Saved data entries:
- Opening Delimiter -

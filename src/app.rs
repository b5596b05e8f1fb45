use leptos::prelude::*;
use leptos_router::components::*;
use leptos_router::path;

use crate::components::sidebar::Sidebar;
use crate::pages::catalog::CatalogPage;
use crate::pages::contracts::ContractsPage;
use crate::pages::courses::CoursesPage;
use crate::pages::dashboard::DashboardPage;
use crate::pages::enrollments::EnrollmentsPage;
use crate::pages::groups::GroupsPage;
use crate::pages::inventory::InventoryPage;
use crate::pages::invoices::InvoicesPage;
use crate::pages::leads::LeadsPage;
use crate::pages::partners::PartnersPage;
use crate::pages::sessions::SessionsPage;
use crate::pages::settings::SettingsPage;
use crate::pages::students::StudentsPage;
use crate::pages::teachers::TeachersPage;

#[component]
pub fn App() -> impl IntoView {
    view! {
        <Router>
            <div class="app-layout">
                <Sidebar />
                <main class="content">
                    <Routes fallback=|| view! { <p class="empty-state">"Pagina nu a fost găsită."</p> }>
                        <Route path=path!("/") view=DashboardPage />
                        <Route path=path!("/parteneri") view=PartnersPage />
                        <Route path=path!("/leaduri") view=LeadsPage />
                        <Route path=path!("/contracte") view=ContractsPage />
                        <Route path=path!("/profesori") view=TeachersPage />
                        <Route path=path!("/cursuri") view=CoursesPage />
                        <Route path=path!("/elevi") view=StudentsPage />
                        <Route path=path!("/grupe") view=GroupsPage />
                        <Route path=path!("/sesiuni") view=SessionsPage />
                        <Route path=path!("/financiar") view=InvoicesPage />
                        <Route path=path!("/inscrieri") view=EnrollmentsPage />
                        <Route path=path!("/catalog") view=CatalogPage />
                        <Route path=path!("/inventar") view=InventoryPage />
                        <Route path=path!("/setari") view=SettingsPage />
                    </Routes>
                </main>
            </div>
        </Router>
    }
}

- Closing Delimiter -

WHAT TO PRODUCE:
What is needed is one number: how many lines of the records above contain the word "LeadsPage".

WRITTEN REPLY:
2